**Work required:** Write out exactly the lines of the entries below from the one holding "let iframe = ev" to the one holding "key=|field| (field.key.clone(), field.value.clone())", inclusive, and leave out all other lines.

[Collected data entries]
====
pub mod a001_content;
use super::view_model::{FieldRow, VisualEditorVm};
use leptos::prelude::*;
use wasm_bindgen::JsCast;
use web_sys::HtmlIFrameElement;

#[component]
pub fn VisualEditorPage() -> impl IntoView {
    let vm = VisualEditorVm::new();
    vm.load_settings();
    on_cleanup(move || vm.teardown());

    let (new_attr, set_new_attr) = signal(String::new());

    view! {
        <div class="visual-editor">
            <div class="visual-editor__toolbar">
                <span class="visual-editor__url">{move || vm.settings.get().preview_url}</span>
                <button on:click=move |_| vm.rescan()>"Rescan"</button>
                <button
                    disabled=move || !vm.can_undo.get()
                    on:click=move |_| vm.undo()
                >"Undo"</button>
                <button
                    disabled=move || !vm.can_redo.get()
                    on:click=move |_| vm.redo()
                >"Redo"</button>
                {move || vm.status.get().map(|s| view! { <span class="visual-editor__status">{s}</span> })}
            </div>

            {move || vm.error.get().map(|e| view! {
                <div class="error">
                    <span>{e}</span>
                    <button class="error__close" on:click=move |_| vm.dismiss_error()>"×"</button>
                </div>
            })}

            {move || vm.pending.get().map(|decision| view! {
                <div class="modal-overlay">
                    <div class="modal">
                        <p>"Discard unsaved changes to: " {decision.discarded_keys.join(", ")} "?"</p>
                        <button on:click=move |_| vm.resolve_pending(true)>"Discard"</button>
                        <button on:click=move |_| vm.resolve_pending(false)>"Keep editing"</button>
                    </div>
                </div>
            })}

            <div class="visual-editor__body">
                <aside class="visual-editor__entries">
                    <h4>
                        "Components (" {move || vm.entries.get().len()} ")"
                        {move || vm.truncated.get().then(|| view! { <span class="muted">" truncated"</span> })}
                    </h4>
                    <ul>
                        <For
                            each=move || vm.entries.get()
                            key=|row| row.id
                            children=move |row| {
                                let id = row.id;
                                let source_class = if row.explicit_source { "source explicit" } else { "source" };
                                view! {
                                    <li
                                        class=move || {
                                            if vm.selected.get() == Some(id) { "entry entry--active" } else { "entry" }
                                        }
                                        on:click=move |_| vm.select(id)
                                    >
                                        <code>{row.tag_name.clone()}</code>
                                        <span class=source_class>{row.source.clone()}</span>
                                        <small>{row.excerpt.clone()}</small>
                                    </li>
                                }
                            }
                        />
                    </ul>
                </aside>

                <iframe
                    class="visual-editor__preview"
                    src=move || vm.settings.get().preview_url
                    on:load=move |ev| {
                        let iframe = ev
                            .target()
                            .and_then(|t| t.dyn_into::<HtmlIFrameElement>().ok());
                        if let Some(iframe) = iframe {
                            vm.on_preview_load(&iframe);
                        }
                    }
                ></iframe>

                <section class="visual-editor__properties">
                    <Show
                        when=move || vm.selected.get().is_some()
                        fallback=|| view! { <p class="muted">"Select a component"</p> }
                    >
                        <For
                            each=move || vm.fields.get()
                            key=|field| (field.key.clone(), field.value.clone())
                            children=move |field| view! { <PropertyField vm=vm field=field /> }
                        />
                        <div class="form-group">
                            <input
                                type="text"
                                placeholder="data-attribute"
                                prop:value=move || new_attr.get()
                                on:input=move |ev| set_new_attr.set(event_target_value(&ev))
                            />
                            <button on:click=move |_| {
                                vm.add_field(&new_attr.get_untracked());
                                set_new_attr.set(String::new());
                            }>"Add"</button>
                        </div>
                        <div class="details-actions">
                            <button
                                class="button button--primary"
                                disabled=move || !vm.has_changes.get()
                                on:click=move |_| vm.save_command()
                            >
                                {move || if vm.is_saving.get() { "Saving…" } else { "Save" }}
                            </button>
                            <button
                                class="button button--secondary"
                                disabled=move || !vm.has_changes.get()
                                on:click=move |_| vm.reset()
                            >"Reset"</button>
                            <button class="button button--secondary" on:click=move |_| vm.clear_selection()>
                                "Close"
                            </button>
                        </div>
                    </Show>
                </section>
            </div>
        </div>
    }
}

#[component]
fn PropertyField(vm: VisualEditorVm, field: FieldRow) -> impl IntoView {
    let key = field.key.clone();
    let label_class = if field.changed { "changed" } else { "" };
    let title = format!("was: {}", field.baseline);

    view! {
        <div class="form-group">
            <label class=label_class title=title>{field.key.clone()}</label>
            <input
                type="text"
                prop:value=field.value.clone()
                on:change=move |ev| vm.set_field(&key, event_target_value(&ev))
            />
        </div>
    }
}
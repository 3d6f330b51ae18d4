//! Page chrome: top navigation, content area, status footer.

pub mod footer;
pub mod header;

use footer::Footer;
use header::Header;
use leptos::prelude::*;

#[component]
pub fn Shell(children: Children) -> impl IntoView {
    view! {
        <div class="app-layout">
            <Header />
            <main class="app-main">{children()}</main>
            <Footer />
        </div>
    }
}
====
**Finished task:**
                        let iframe = ev
                            .target()
                            .and_then(|t| t.dyn_into::<HtmlIFrameElement>().ok());
                        if let Some(iframe) = iframe {
                            vm.on_preview_load(&iframe);
                        }
                    }
                ></iframe>

                <section class="visual-editor__properties">
                    <Show
                        when=move || vm.selected.get().is_some()
                        fallback=|| view! { <p class="muted">"Select a component"</p> }
                    >
                        <For
                            each=move || vm.fields.get()
                            key=|field| (field.key.clone(), field.value.clone())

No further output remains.